Perhaps the sexiest change is that D3 supports automatic transitions, where attributes or styles are smoothly interpolated over time. Transitions were experimented with Protovis, but without direct control over transformations, the Protovis model became unwieldy for dynamic scenes.
Immediate Evaluation
To improve debugging, D3 applies operators immediately, rather than deferring evaluation to a render
call as with Protovis. By shortening the delay between when property functions are defined and when they are evaluated, D3 reduces the likelihood of external state changing (or evaporating), which can break evaluation. Reference capture, although convenient for re-evaluation, was a frequent source of confusion by users. This was exacerbated by a common misunderstanding of JavaScript’s var
keyword, which is function- rather than block-scoped.
Immediate evaluation also minimizes internal control flow, moving it up to the user’s code; for example, the attr
operator immediately sets attributes on the current selection and then returns. The Protovis model, in contrast, has elaborate hidden control flow that is only revealed when the code crashes—a confusing consequence of embedded declarative languages. Immediate evaluation offers better compatibility with standard JavaScript organizational constructs, such as functions and loops; D3 can even generate recursive structures through the each
operator.
Another benefit of eliminating control flow is that layouts are decoupled from property evaluation. Protovis layouts were difficult to implement because they required understanding the internal rendering machinery. In D3, layouts are simply helper classes that create or modify data structures, such as a description of chords, or positions of nodes in a force-directed graph. The user then binds the layout’s data to attributes and elements as needed.
Anything Else?
Despite all the differences above, there remain many similarities between D3 and Protovis, too. To name a few:
- Method chaining.
- Properties as functions of data.
- Data pre-processors, such as the nest operator, and AJAX loaders.

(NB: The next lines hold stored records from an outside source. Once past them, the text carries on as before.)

//! Simulation facade
//!
//! Owns the ECS world and the step schedule. Hosts create one, call
//! [`Simulation::advance`] once per tick, and read particle state back.

use bevy_ecs::prelude::*;
use bevy_ecs::schedule::ExecutorKind;
use glam::Vec2;
use rand::rngs::SmallRng;
use rand::SeedableRng;

use plife_events::{PopulationSnapshot, TickSummary};

use crate::components::matrix::InteractionMatrix;
use crate::components::particle::{ParticleId, ParticleState, TypeRegistry};
use crate::components::world::{RunSeed, SimulationClock};
use crate::config::{ConfigError, SimulationConfig};
use crate::output::generate_snapshot;
use crate::setup::{self, build_type_templates};
use crate::systems::step::{advance_particles, collect_population, integrate_positions, StepStats};
use crate::SimRng;

/// A running particle-life simulation
pub struct Simulation {
    world: World,
    schedule: Schedule,
}

impl Simulation {
    /// Validate `config`, then build templates, a random matrix and the
    /// initial population from `seed`.
    pub fn new(config: SimulationConfig, seed: u64) -> Result<Self, ConfigError> {
        config.validate()?;

        let mut world = World::new();
        let mut rng = SmallRng::seed_from_u64(seed);
        setup::initialize(&mut world, config, &mut rng);

        Ok(Self::assemble(world, rng, seed))
    }

    /// Like [`Simulation::new`] but with a hand-authored matrix.
    ///
    /// The matrix must cover exactly the configured types.
    pub fn with_matrix(
        config: SimulationConfig,
        matrix: InteractionMatrix,
        seed: u64,
    ) -> Result<Self, ConfigError> {
        config.validate()?;
        if matrix.type_count() != config.type_count() {
            return Err(ConfigError::Invalid(format!(
                "matrix covers {} types but {} are configured",
                matrix.type_count(),
                config.type_count()
            )));
        }

        let mut world = World::new();
        let mut rng = SmallRng::seed_from_u64(seed);
        let registry = build_type_templates(&config, &mut rng);
        setup::initialize_with_matrix(&mut world, config, registry, matrix, &mut rng);

        Ok(Self::assemble(world, rng, seed))
    }

    fn assemble(mut world: World, rng: SmallRng, seed: u64) -> Self {
        world.insert_resource(SimRng(rng));
        world.insert_resource(RunSeed(seed));

        let mut schedule = Schedule::default();
        // Single-threaded keeps runs reproducible
        schedule.set_executor_kind(ExecutorKind::SingleThreaded);
        schedule.add_systems((advance_particles, integrate_positions).chain());

        Self { world, schedule }
    }

    /// Run one tick and return its summary.
    pub fn advance(&mut self) -> TickSummary {
        self.schedule.run(&mut self.world);
        self.world.resource_mut::<SimulationClock>().advance_tick();

        let tick = self.tick();
        let summary = self.world.resource::<StepStats>().to_summary(tick);
        tracing::debug!(
            tick,
            moving = summary.moving,
            stopped = summary.stopped,
            unaffected = summary.unaffected,
            wrapped = summary.wrapped,
            "tick complete"
        );
        summary
    }

    /// Run `ticks` ticks, returning the last summary.
    pub fn run(&mut self, ticks: u64) -> Option<TickSummary> {
        let mut last = None;
        for _ in 0..ticks {
            last = Some(self.advance());
        }
        last
    }

    /// Ticks completed so far
    pub fn tick(&self) -> u64 {
        self.world.resource::<SimulationClock>().current_tick
    }

    pub fn seed(&self) -> u64 {
        self.world.resource::<RunSeed>().0
    }

    pub fn config(&self) -> &SimulationConfig {
        self.world.resource::<SimulationConfig>()
    }

    pub fn matrix(&self) -> &InteractionMatrix {
        self.world.resource::<InteractionMatrix>()
    }

    pub fn types(&self) -> &TypeRegistry {
        self.world.resource::<TypeRegistry>()
    }

    /// Outcome counts of the most recent tick
    pub fn last_stats(&self) -> &StepStats {
        self.world.resource::<StepStats>()
    }

    /// Every particle's current state, in spawn order.
    pub fn particles(&mut self) -> Vec<ParticleState> {
        collect_population(&mut self.world)
    }

    pub fn particle_count(&mut self) -> usize {
        let mut query = self.world.query::<&ParticleId>();
        query.iter(&self.world).count()
    }

    /// Spawn `amount` more particles at random positions with random types.
    pub fn spawn_particles(&mut self, amount: usize) -> usize {
        // Take the RNG out to avoid borrow conflicts
        let Some(mut sim_rng) = self.world.remove_resource::<SimRng>() else {
            return 0;
        };
        let spawned = setup::spawn_random_particles(&mut self.world, amount, &mut sim_rng.0);
        self.world.insert_resource(sim_rng);
        spawned
    }

    /// Spawn one resting particle of `kind` at `position`.
    ///
    /// Panics if `kind` is not a configured type.
    pub fn spawn_particle(&mut self, kind: usize, position: Vec2) -> ParticleId {
        setup::spawn_particle(&mut self.world, kind, position)
    }

    /// Capture the population for output.
    pub fn snapshot(&mut self, triggered_by: &str) -> PopulationSnapshot {
        generate_snapshot(&mut self.world, triggered_by)
    }

    pub fn world(&self) -> &World {
        &self.world
    }

    pub fn world_mut(&mut self) -> &mut World {
        &mut self.world
    }
}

- Scales for computing visual encodings as length, area, color, etc.
- Layouts for reusable visualization techniques (e.g., streamgraphs).
- Lots of examples!
D3 is also younger than Protovis, and very much a work-in-progress. We are planning on porting additional features from Protovis to D3, such as hierarchical layouts. If there’s a feature that’s particularly important to you, please let us know!